Satan can look back on a career in which he's scored 363 goals and 725 points in 1,050 games going back to 1995. He started with Edmonton and has also played for the Islanders.

But it's in the playoffs, particularly against the Philadelphia Flyers, that Satan has been at his best. He has 20 goals and 53 points in 81 Stanley Cup Playoff games.

"I didn’t know about it until they told me this morning," Satan said of his dominance of the Flyers. "We’re just trying to win the series and I’m trying to help the team, so it’s my focus."

There's no question Satan is a little different. He's very proud and if he doesn't like a question, he'll take a reporter to task in his soft-spoken way. Asked to describe his strong play in the playoffs, he responded, "Why should I explain it? It's your job. I don't have to explain it."

"You could see that this guy has experience and he has experience in big games as well. He was part of a Stanley Cup team last year. He's been through those situations. When we talk about guys who have experience, he's one of those guys. He's showing it. He's calm and very poised, very good with the puck."
-- Claude Julien

That pride extends to national pride. A reporter, realizing that Krejci and Satan grew up in Czechoslovakia before the countries split in 1993, asked him if he and Krejci, a Czech, speak to each other on the ice in a language other than English.

"Well, I speak Slovak and he speaks Czech …" Satan started.

"Come on, you speak Czech," he was challenged.

"I understand. I could speak it if I tried, but it's no need. We both understand our language. Like I said, we don't speak on the ice. There's no need, we just play."

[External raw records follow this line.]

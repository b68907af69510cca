//! Device identity and the live-index record.

use chrono::{DateTime, Utc};
use serde::{Deserialize, Serialize};
use sha2::{Digest, Sha256};

use autoweave_bus::streams::{EventSource, HotplugRecord, UsbAction};

/// Stable 16-hex device signature derived from
/// `SHA-256("vendorId:productId:busNumber:deviceAddress")`, truncated.
///
/// The signature is the key of the live-device index: two physical events
/// with the same signature inside the debounce window collapse to one, and
/// the same device yields the same signature across daemon restarts.
pub fn device_signature(vendor_id: u16, product_id: u16, bus_number: u8, device_address: u8) -> String {
    let input = format!("{vendor_id:04x}:{product_id:04x}:{bus_number}:{device_address}");
    let digest = Sha256::digest(input.as_bytes());
    let mut out = String::with_capacity(16);
    for byte in digest.iter().take(8) {
        out.push_str(&format!("{byte:02x}"));
    }
    out
}

/// Snapshot of one connected device, held in the live index from attach to
/// detach.
#[derive(Debug, Clone, PartialEq, Serialize, Deserialize)]
pub struct UsbDeviceInfo {
    pub signature: String,
    pub vendor_id: u16,
    pub product_id: u16,
    pub bus_number: u8,
    pub device_address: u8,
    pub port_path: String,
    pub manufacturer: Option<String>,
    pub product: Option<String>,
    pub serial_number: Option<String>,
    /// Opaque structured descriptor blob, passed through to the wire.
    pub descriptor: serde_json::Value,
    pub first_seen_at: DateTime<Utc>,
}

impl UsbDeviceInfo {
    /// Build the wire record for this device at event time.
    pub fn to_record(&self, action: UsbAction, source: EventSource) -> HotplugRecord {
        HotplugRecord {
            source,
            action,
            vendor_id: self.vendor_id,
            product_id: self.product_id,
            device_signature: self.signature.clone(),
            manufacturer: self.manufacturer.clone().unwrap_or_default(),
            product: self.product.clone().unwrap_or_default(),
            serial_number: self.serial_number.clone().unwrap_or_default(),
            bus_number: self.bus_number,
            device_address: self.device_address,
            port_path: self.port_path.clone(),
            timestamp: Utc::now().timestamp_millis(),
            device_descriptor: self.descriptor.clone(),
        }
    }
}

#[cfg(test)]
mod tests {
    use super::*;

    #[test]
    fn signature_is_16_hex_and_deterministic() {
        let a = device_signature(0x04a9, 0x220e, 1, 5);
        let b = device_signature(0x04a9, 0x220e, 1, 5);
        assert_eq!(a, b);
        assert_eq!(a.len(), 16);
        assert!(a.chars().all(|c| c.is_ascii_hexdigit()));
    }

    #[test]
    fn signature_distinguishes_address() {
        let a = device_signature(0x04a9, 0x220e, 1, 5);
        let b = device_signature(0x04a9, 0x220e, 1, 6);
        assert_ne!(a, b);
    }
}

Krejci had a different story.

"We speak in our language on the ice so that helps, too," Krejci said. "But I know what he can do. He has great hands, so we try to help each other out there and that's what's happening right now. He's hot lately, so hopefully he'll stay hot and I'll try to help him as much as I can."

There's no question Satan marches to a different beat and right now, that beat is banging in the Flyers' heads like a big bass drum.